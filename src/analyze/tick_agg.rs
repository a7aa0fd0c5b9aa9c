//! Reference tick aggregator: sums numeric payload fields per tick.
//!
//! Spill frames are snap-compressed JSON with a magic header and crc32,
//! fsynced so spill state survives a process restart. `collect` folds
//! every frame back in, so disk plus subsequent adds always reproduce the
//! uninterrupted result.

use std::collections::BTreeMap;
use std::fs::{self, File};
use std::io::{Read, Write};
use std::path::PathBuf;

use crc32fast::Hasher;
use serde_json::Value;
use tracing::debug;

use super::{Aggregator, SpillCleaner, SpillState};
use crate::error::{EngineError, Result};
use crate::model::{Tc, TickData};

const SPILL_MAGIC: &[u8; 8] = b"GMSPILL\0";
const SPILL_VERSION: u16 = 1;

type TickState = BTreeMap<u32, BTreeMap<String, i64>>;

/// Sums integer payload fields per tick; the standard aggregator shape for
/// counting leaves.
pub struct TickSumAggregator {
    state: TickState,
    spill_dir: PathBuf,
    spill_count: u64,
}

impl TickSumAggregator {
    /// Aggregator spilling into `spill_dir` (created on first spill).
    pub fn new(spill_dir: PathBuf) -> Self {
        Self {
            state: TickState::new(),
            spill_dir,
            spill_count: 0,
        }
    }

    /// Cleaner that removes the spill directory.
    pub fn cleaner(&self) -> SpillDirCleaner {
        SpillDirCleaner {
            dir: self.spill_dir.clone(),
        }
    }

    fn frame_path(&self, index: u64) -> PathBuf {
        self.spill_dir.join(format!("frame-{index:06}.bin"))
    }

    fn merge_state(into: &mut TickState, from: TickState) {
        for (tick, fields) in from {
            let entry = into.entry(tick).or_default();
            for (key, value) in fields {
                *entry.entry(key).or_insert(0) += value;
            }
        }
    }
}

impl Aggregator for TickSumAggregator {
    fn add(&mut self, tc: &Tc) -> Result<()> {
        let Some(Value::Object(fields)) = &tc.payload else {
            return Err(EngineError::Aggregator(
                "tick-sum aggregator expects an object payload".into(),
            ));
        };
        let entry = self.state.entry(tc.tick).or_default();
        for (key, value) in fields {
            let Some(number) = value.as_i64() else {
                return Err(EngineError::Aggregator(format!(
                    "payload field {key} is not an integer"
                )));
            };
            *entry.entry(key.clone()).or_insert(0) += number;
        }
        Ok(())
    }

    fn flush_tick(&mut self, tick: u32) -> Result<Option<TickData>> {
        Ok(self.state.remove(&tick).map(|fields| TickData {
            tick,
            data: fields_to_value(fields),
        }))
    }

    fn flush_all(&mut self) -> Result<Vec<TickData>> {
        let state = std::mem::take(&mut self.state);
        Ok(state
            .into_iter()
            .map(|(tick, fields)| TickData {
                tick,
                data: fields_to_value(fields),
            })
            .collect())
    }

    fn spill(&mut self) -> Result<u64> {
        if self.state.is_empty() {
            return Ok(0);
        }
        fs::create_dir_all(&self.spill_dir)?;

        let state = std::mem::take(&mut self.state);
        let raw = serde_json::to_vec(&state)
            .map_err(|e| EngineError::Aggregator(format!("spill serialization failed: {e}")))?;
        let compressed = snap::raw::Encoder::new()
            .compress_vec(&raw)
            .map_err(|e| EngineError::Aggregator(format!("spill compression failed: {e}")))?;

        let mut hasher = Hasher::new();
        hasher.update(&compressed);
        let crc = hasher.finalize();

        let path = self.frame_path(self.spill_count);
        let mut file = File::create(&path)?;
        file.write_all(SPILL_MAGIC)?;
        file.write_all(&SPILL_VERSION.to_le_bytes())?;
        file.write_all(&(compressed.len() as u32).to_le_bytes())?;
        file.write_all(&crc.to_le_bytes())?;
        file.write_all(&compressed)?;
        file.sync_data()?;

        self.spill_count += 1;
        let bytes = (SPILL_MAGIC.len() + 2 + 4 + 4 + compressed.len()) as u64;
        debug!(frame = self.spill_count - 1, bytes, "aggregator spilled");
        Ok(bytes)
    }

    fn collect(&mut self) -> Result<()> {
        for index in 0..self.spill_count {
            let path = self.frame_path(index);
            let mut file = File::open(&path)?;

            let mut magic = [0u8; 8];
            file.read_exact(&mut magic)?;
            if &magic != SPILL_MAGIC {
                return Err(EngineError::Corruption(format!(
                    "bad spill magic in {}",
                    path.display()
                )));
            }
            let mut version = [0u8; 2];
            file.read_exact(&mut version)?;
            if u16::from_le_bytes(version) != SPILL_VERSION {
                return Err(EngineError::Corruption(format!(
                    "unsupported spill version in {}",
                    path.display()
                )));
            }
            let mut len_buf = [0u8; 4];
            file.read_exact(&mut len_buf)?;
            let mut crc_buf = [0u8; 4];
            file.read_exact(&mut crc_buf)?;
            let mut compressed = vec![0u8; u32::from_le_bytes(len_buf) as usize];
            file.read_exact(&mut compressed)?;

            let mut hasher = Hasher::new();
            hasher.update(&compressed);
            if hasher.finalize() != u32::from_le_bytes(crc_buf) {
                return Err(EngineError::Corruption(format!(
                    "spill frame checksum mismatch in {}",
                    path.display()
                )));
            }

            let raw = snap::raw::Decoder::new()
                .decompress_vec(&compressed)
                .map_err(|e| EngineError::Corruption(format!("spill decompression failed: {e}")))?;
            let frame: TickState = serde_json::from_slice(&raw)
                .map_err(|e| EngineError::Corruption(format!("spill frame malformed: {e}")))?;
            Self::merge_state(&mut self.state, frame);
        }
        Ok(())
    }

    fn estimated_state_size(&self) -> u64 {
        // Conservative: node overhead plus keys, doubled.
        let mut bytes = 0u64;
        for fields in self.state.values() {
            bytes += 64;
            for key in fields.keys() {
                bytes += key.len() as u64 + 32;
            }
        }
        bytes * 2
    }

    fn spill_state(&self) -> SpillState {
        SpillState {
            dir: self.spill_dir.clone(),
            count: self.spill_count,
        }
    }

    fn restore_spill_state(&mut self, state: &SpillState) -> Result<()> {
        if state.count > 0 && !state.dir.is_dir() {
            return Err(EngineError::Aggregator(format!(
                "spill directory {} is missing",
                state.dir.display()
            )));
        }
        self.spill_dir = state.dir.clone();
        self.spill_count = state.count;
        Ok(())
    }

    fn discard_state(&mut self) -> Result<()> {
        self.state.clear();
        self.spill_count = 0;
        if self.spill_dir.exists() {
            fs::remove_dir_all(&self.spill_dir)?;
        }
        Ok(())
    }

    fn close(&mut self) -> Result<()> {
        if self.spill_dir.exists() {
            fs::remove_dir_all(&self.spill_dir)?;
        }
        Ok(())
    }
}

fn fields_to_value(fields: BTreeMap<String, i64>) -> Value {
    Value::Object(
        fields
            .into_iter()
            .map(|(key, value)| (key, Value::from(value)))
            .collect(),
    )
}

/// Removes an aggregator spill directory on any exit path.
pub struct SpillDirCleaner {
    /// Directory to remove.
    pub dir: PathBuf,
}

impl SpillCleaner for SpillDirCleaner {
    fn cleanup_spills(&self) {
        let _ = fs::remove_dir_all(&self.dir);
    }
}

#[cfg(test)]
mod tests {
    use super::*;
    use crate::model::ObjectHash;

    fn tc(tick: u32, added: i64) -> Tc {
        Tc {
            commit_hash: ObjectHash::ZERO,
            tick,
            author_id: 0,
            timestamp: 0,
            payload: Some(serde_json::json!({ "added": added })),
        }
    }

    #[test]
    fn adds_sum_per_tick_and_flush_is_ascending() {
        let dir = tempfile::tempdir().expect("tmpdir");
        let mut agg = TickSumAggregator::new(dir.path().join("a"));
        agg.add(&tc(3, 5)).expect("add");
        agg.add(&tc(1, 2)).expect("add");
        agg.add(&tc(3, 7)).expect("add");
        let ticks = agg.flush_all().expect("flush");
        assert_eq!(ticks.len(), 2);
        assert_eq!(ticks[0].tick, 1);
        assert_eq!(ticks[1].tick, 3);
        assert_eq!(ticks[1].data["added"], 12);
    }

    #[test]
    fn non_object_payload_is_rejected_without_corrupting_state() {
        let dir = tempfile::tempdir().expect("tmpdir");
        let mut agg = TickSumAggregator::new(dir.path().join("a"));
        agg.add(&tc(0, 1)).expect("add");
        let mut bad = tc(0, 0);
        bad.payload = Some(Value::from(17));
        assert!(agg.add(&bad).is_err());
        let ticks = agg.flush_all().expect("flush");
        assert_eq!(ticks[0].data["added"], 1);
    }

    #[test]
    fn spill_then_collect_reproduces_unspilled_result() {
        let dir = tempfile::tempdir().expect("tmpdir");
        let mut agg = TickSumAggregator::new(dir.path().join("a"));
        agg.add(&tc(0, 10)).expect("add");
        let bytes = agg.spill().expect("spill");
        assert!(bytes > 0);
        assert_eq!(agg.estimated_state_size(), 0);
        agg.add(&tc(0, 5)).expect("add after spill");
        agg.add(&tc(2, 1)).expect("add after spill");
        agg.collect().expect("collect");
        let ticks = agg.flush_all().expect("flush");
        assert_eq!(ticks[0].data["added"], 15);
        assert_eq!(ticks[1].data["added"], 1);
    }

    #[test]
    fn spill_state_survives_a_new_instance() {
        let dir = tempfile::tempdir().expect("tmpdir");
        let spill_dir = dir.path().join("a");
        let state = {
            let mut agg = TickSumAggregator::new(spill_dir.clone());
            agg.add(&tc(1, 4)).expect("add");
            agg.spill().expect("spill");
            agg.spill_state()
        };
        assert_eq!(state.count, 1);

        let mut restored = TickSumAggregator::new(PathBuf::from("/nonexistent"));
        restored.restore_spill_state(&state).expect("restore");
        restored.collect().expect("collect");
        let ticks = restored.flush_all().expect("flush");
        assert_eq!(ticks[0].data["added"], 4);
    }

    #[test]
    fn empty_spill_writes_nothing() {
        let dir = tempfile::tempdir().expect("tmpdir");
        let mut agg = TickSumAggregator::new(dir.path().join("a"));
        assert_eq!(agg.spill().expect("spill"), 0);
        assert_eq!(agg.spill_state().count, 0);
    }

    #[test]
    fn discard_removes_disk_state() {
        let dir = tempfile::tempdir().expect("tmpdir");
        let spill_dir = dir.path().join("a");
        let mut agg = TickSumAggregator::new(spill_dir.clone());
        agg.add(&tc(0, 1)).expect("add");
        agg.spill().expect("spill");
        assert!(spill_dir.is_dir());
        agg.discard_state().expect("discard");
        assert!(!spill_dir.exists());
    }
}
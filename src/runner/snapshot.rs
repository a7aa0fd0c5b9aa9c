//! Plumbing snapshot: the read-only view leaf workers consume.

use std::sync::Arc;

use crate::model::CommitData;

/// Immutable view of one commit's plumbing outputs, captured after every
/// plumbing analyzer ran so parallel leaves observe a stable state. The
/// tick and author are stamped at capture time; the live providers keep
/// moving underneath.
pub struct PlumbingSnapshot {
    /// Shared pipeline output. Holding this keeps blob payloads and parsed
    /// syntax trees alive for the worker.
    pub data: Arc<CommitData>,
    /// Global index of the commit.
    pub index: usize,
    /// Tick captured pre-dispatch.
    pub tick: u32,
    /// Author id captured pre-dispatch.
    pub author_id: u32,
}

impl PlumbingSnapshot {
    /// Drop the snapshot's references. The worker that last used a
    /// snapshot releases it, returning syntax-tree arena memory.
    pub fn release(self) {
        drop(self);
    }
}
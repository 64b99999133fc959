use std::fmt;
use std::sync::Arc;
use std::time::Duration;

use serde::Deserialize;
use tokio::sync::Mutex;

use crate::common::types::{GuildId, UserId};
use crate::gateway::tasks::{
    AudioProvider, AudioReceiver, VoiceChannelRetrieveTask, VoiceDisconnectTask,
    VoiceReceiveTaskFactory, VoiceSendTaskFactory, VoiceServerUpdateTask, VoiceStateUpdateTask,
};

/// Backoff policy for the outer reconnect loop.
#[derive(Debug, Clone, Deserialize)]
pub struct ReconnectOptions {
    /// Delay before the first retry, in milliseconds.
    #[serde(default = "default_first_backoff_ms")]
    pub first_backoff_ms: u64,
    /// Ceiling for the grown backoff, in milliseconds.
    #[serde(default = "default_max_backoff_ms")]
    pub max_backoff_ms: u64,
    /// Growth factor applied to the previous backoff.
    #[serde(default = "default_backoff_factor")]
    pub factor: f64,
    /// Fraction of the computed backoff added as random jitter (0.0..=1.0).
    #[serde(default = "default_jitter")]
    pub jitter: f64,
    /// Retries allowed without an intervening successful connect.
    #[serde(default = "default_max_attempts")]
    pub max_attempts: u32,
}

fn default_first_backoff_ms() -> u64 {
    1_000
}

fn default_max_backoff_ms() -> u64 {
    8_000
}

fn default_backoff_factor() -> f64 {
    2.0
}

fn default_jitter() -> f64 {
    0.5
}

fn default_max_attempts() -> u32 {
    5
}

impl Default for ReconnectOptions {
    fn default() -> Self {
        Self {
            first_backoff_ms: default_first_backoff_ms(),
            max_backoff_ms: default_max_backoff_ms(),
            factor: default_backoff_factor(),
            jitter: default_jitter(),
            max_attempts: default_max_attempts(),
        }
    }
}

impl ReconnectOptions {
    pub fn first_backoff(&self) -> Duration {
        Duration::from_millis(self.first_backoff_ms)
    }

    pub fn max_backoff(&self) -> Duration {
        Duration::from_millis(self.max_backoff_ms)
    }
}

/// Bounds for the NAT traversal probe on the freshly bound UDP socket.
#[derive(Debug, Clone, Deserialize)]
pub struct IpDiscoveryOptions {
    /// Budget for a single discovery round trip, in milliseconds.
    #[serde(default = "default_discovery_timeout_ms")]
    pub timeout_ms: u64,
    /// Additional attempts after the first before giving up.
    #[serde(default = "default_discovery_retries")]
    pub max_retries: u32,
}

fn default_discovery_timeout_ms() -> u64 {
    5_000
}

fn default_discovery_retries() -> u32 {
    3
}

impl Default for IpDiscoveryOptions {
    fn default() -> Self {
        Self {
            timeout_ms: default_discovery_timeout_ms(),
            max_retries: default_discovery_retries(),
        }
    }
}

impl IpDiscoveryOptions {
    pub fn timeout(&self) -> Duration {
        Duration::from_millis(self.timeout_ms)
    }
}

/// Filter configuration for [`crate::common::logger::init`].
#[derive(Debug, Clone, Deserialize)]
pub struct LoggingConfig {
    #[serde(default = "default_log_level")]
    pub level: String,
    /// Extra per-target directives, comma separated.
    #[serde(default)]
    pub filters: String,
}

fn default_log_level() -> String {
    "info".to_string()
}

impl Default for LoggingConfig {
    fn default() -> Self {
        Self {
            level: default_log_level(),
            filters: String::new(),
        }
    }
}

/// Where and how to reach the voice server for one session.
///
/// Delivered by the host from its VOICE_SERVER_UPDATE dispatch and replaced
/// atomically when the upstream re-homes the session. `endpoint` carries the
/// scheme (`wss://...`); the gateway version query is appended by the driver.
#[derive(Clone, Deserialize)]
pub struct VoiceServerOptions {
    pub endpoint: String,
    pub token: String,
    pub guild_id: GuildId,
}

impl VoiceServerOptions {
    pub fn new(endpoint: impl Into<String>, token: impl Into<String>, guild_id: GuildId) -> Self {
        Self {
            endpoint: endpoint.into(),
            token: token.into(),
            guild_id,
        }
    }
}

// The token must never reach a log sink through a derived Debug.
impl fmt::Debug for VoiceServerOptions {
    fn fmt(&self, f: &mut fmt::Formatter<'_>) -> fmt::Result {
        f.debug_struct("VoiceServerOptions")
            .field("endpoint", &self.endpoint)
            .field("token", &"<redacted>")
            .field("guild_id", &self.guild_id)
            .finish()
    }
}

/// Everything a [`crate::gateway::VoiceGatewayClient`] needs from its host.
#[derive(Clone)]
pub struct VoiceGatewayOptions {
    pub guild_id: GuildId,
    pub self_id: UserId,
    pub reconnect: ReconnectOptions,
    pub ip_discovery: IpDiscoveryOptions,
    pub audio_provider: Arc<Mutex<dyn AudioProvider + Send>>,
    pub audio_receiver: Arc<Mutex<dyn AudioReceiver + Send>>,
    pub send_task_factory: Arc<dyn VoiceSendTaskFactory>,
    pub receive_task_factory: Arc<dyn VoiceReceiveTaskFactory>,
    pub disconnect_task: Arc<dyn VoiceDisconnectTask>,
    pub server_update_task: Arc<dyn VoiceServerUpdateTask>,
    pub state_update_task: Arc<dyn VoiceStateUpdateTask>,
    pub channel_retrieve_task: Arc<dyn VoiceChannelRetrieveTask>,
}
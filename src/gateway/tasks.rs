//! Seams between the gateway core and its host: audio producers/consumers,
//! the task factories that pump them, and the host-supplied callbacks.
//!
//! The core never touches a codec. Providers hand it opaque opus frames and
//! receivers get opened opus frames back; pacing lives in the send task.

use std::sync::Arc;
use std::time::Duration;

use async_trait::async_trait;
use tokio::sync::{mpsc, Mutex};
use tokio::task::JoinHandle;
use tokio::time::MissedTickBehavior;
use tokio_util::sync::CancellationToken;
use tracing::{error, warn};

use crate::common::types::{ChannelId, GuildId, SessionId};
use crate::config::VoiceServerOptions;
use crate::error::VoiceGatewayError;
use crate::gateway::constants::{
    FRAME_INTERVAL_MS, SILENT_FRAMES_BEFORE_QUIET, SPEAKING_MICROPHONE,
};
use crate::gateway::crypto::PacketTransformer;
use crate::gateway::udp::{UdpInbound, VoiceSocket};
use crate::payload::{Speaking, VoicePayload};

/// Source of outgoing opus frames.
pub trait AudioProvider: Send {
    /// The next frame to transmit, or `None` when there is nothing to say.
    fn provide(&mut self) -> Option<Vec<u8>>;
}

/// Sink for opened incoming opus frames.
pub trait AudioReceiver: Send {
    fn receive(&mut self, ssrc: u32, frame: &[u8]);
}

/// Provider that never speaks.
pub struct NoOpAudioProvider;

impl AudioProvider for NoOpAudioProvider {
    fn provide(&mut self) -> Option<Vec<u8>> {
        None
    }
}

/// Receiver that drops everything.
pub struct NoOpAudioReceiver;

impl AudioReceiver for NoOpAudioReceiver {
    fn receive(&mut self, _ssrc: u32, _frame: &[u8]) {}
}

/// Raises and drops the speaking flag on the control plane. Handed to the
/// send task so the core decides neither when nor what to say.
#[derive(Clone)]
pub struct SpeakingSender {
    outbound: mpsc::Sender<VoicePayload>,
    ssrc: u32,
}

impl SpeakingSender {
    pub(crate) fn new(outbound: mpsc::Sender<VoicePayload>, ssrc: u32) -> Self {
        Self { outbound, ssrc }
    }

    pub async fn set_speaking(&self, speaking: bool) -> Result<(), VoiceGatewayError> {
        let flags = if speaking { SPEAKING_MICROPHONE } else { 0 };
        self.outbound
            .send(VoicePayload::Speaking(Speaking {
                speaking: flags,
                delay: 0,
                ssrc: self.ssrc,
            }))
            .await
            .map_err(|_| VoiceGatewayError::NotActive)
    }
}

/// Builds the task that drains the audio provider into sealed datagrams.
pub trait VoiceSendTaskFactory: Send + Sync {
    fn create(
        &self,
        cancel: CancellationToken,
        speaking: SpeakingSender,
        socket: Arc<VoiceSocket>,
        provider: Arc<Mutex<dyn AudioProvider + Send>>,
        transformer: Arc<PacketTransformer>,
    ) -> JoinHandle<()>;
}

/// Builds the task that opens inbound datagrams into the audio receiver.
pub trait VoiceReceiveTaskFactory: Send + Sync {
    fn create(
        &self,
        cancel: CancellationToken,
        inbound: UdpInbound,
        transformer: Arc<PacketTransformer>,
        receiver: Arc<Mutex<dyn AudioReceiver + Send>>,
    ) -> JoinHandle<()>;
}

/// Frame-interval paced sender. Polls the provider every 20 ms, raises the
/// speaking flag ahead of a burst and drops it after a run of silence.
pub struct DefaultSendTaskFactory;

impl VoiceSendTaskFactory for DefaultSendTaskFactory {
    fn create(
        &self,
        cancel: CancellationToken,
        speaking: SpeakingSender,
        socket: Arc<VoiceSocket>,
        provider: Arc<Mutex<dyn AudioProvider + Send>>,
        transformer: Arc<PacketTransformer>,
    ) -> JoinHandle<()> {
        tokio::spawn(async move {
            let mut interval =
                tokio::time::interval(Duration::from_millis(FRAME_INTERVAL_MS));
            interval.set_missed_tick_behavior(MissedTickBehavior::Skip);
            let mut speaking_now = false;
            let mut silent_frames = 0u32;

            loop {
                tokio::select! {
                    _ = cancel.cancelled() => break,
                    _ = interval.tick() => {
                        let frame = provider.lock().await.provide();
                        let Some(frame) = frame else {
                            silent_frames += 1;
                            if speaking_now && silent_frames >= SILENT_FRAMES_BEFORE_QUIET {
                                if speaking.set_speaking(false).await.is_err() {
                                    break;
                                }
                                speaking_now = false;
                            }
                            continue;
                        };

                        silent_frames = 0;
                        if !speaking_now {
                            if speaking.set_speaking(true).await.is_err() {
                                break;
                            }
                            speaking_now = true;
                        }
                        match transformer.seal(&frame) {
                            Ok(packet) => {
                                if let Err(e) = socket.send(&packet).await {
                                    warn!("failed to send voice packet: {}", e);
                                }
                            }
                            Err(e) => error!("sealing voice packet failed: {}", e),
                        }
                    }
                }
            }
        })
    }
}

/// Opens every inbound datagram and forwards the ones that authenticate.
pub struct DefaultReceiveTaskFactory;

impl VoiceReceiveTaskFactory for DefaultReceiveTaskFactory {
    fn create(
        &self,
        cancel: CancellationToken,
        mut inbound: UdpInbound,
        transformer: Arc<PacketTransformer>,
        receiver: Arc<Mutex<dyn AudioReceiver + Send>>,
    ) -> JoinHandle<()> {
        tokio::spawn(async move {
            loop {
                tokio::select! {
                    _ = cancel.cancelled() => break,
                    datagram = inbound.next() => {
                        let Some(datagram) = datagram else { break };
                        if let Some(frame) = transformer.open(&datagram) {
                            receiver.lock().await.receive(transformer.ssrc(), &frame);
                        }
                    }
                }
            }
        })
    }
}

/// Invoked once the session has fully stopped and resources are released.
#[async_trait]
pub trait VoiceDisconnectTask: Send + Sync {
    async fn on_disconnect(&self, guild_id: GuildId);
}

/// Stream of VOICE_SERVER_UPDATE dispatches for this guild. A change of
/// endpoint tears the session down and rebuilds it against the new server.
pub trait VoiceServerUpdateTask: Send + Sync {
    fn on_voice_server_update(&self, guild_id: GuildId) -> mpsc::UnboundedReceiver<VoiceServerOptions>;
}

/// Stream of session-id changes signalled by the host's voice state.
pub trait VoiceStateUpdateTask: Send + Sync {
    fn on_voice_state_update(&self, guild_id: GuildId) -> mpsc::UnboundedReceiver<SessionId>;
}

/// Resolves the voice channel the client currently sits in.
#[async_trait]
pub trait VoiceChannelRetrieveTask: Send + Sync {
    async fn on_request(&self) -> Option<ChannelId>;
}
========
→ **INSTRUCTIONS TO FOLLOW**
Only the lines above starting with the one with "pub state_update_task: Arc<dyn" and going through the one with "use tokio::task::JoinHandle;" are to be copied, word for word and with both ends kept.

→ **SOLUTION TO THE EXERCISE**
    pub state_update_task: Arc<dyn VoiceStateUpdateTask>,
    pub channel_retrieve_task: Arc<dyn VoiceChannelRetrieveTask>,
}
filename src/gateway/tasks.rs
//! Seams between the gateway core and its host: audio producers/consumers,
//! the task factories that pump them, and the host-supplied callbacks.
//!
//! The core never touches a codec. Providers hand it opaque opus frames and
//! receivers get opened opus frames back; pacing lives in the send task.

use std::sync::Arc;
use std::time::Duration;

use async_trait::async_trait;
use tokio::sync::{mpsc, Mutex};
use tokio::task::JoinHandle;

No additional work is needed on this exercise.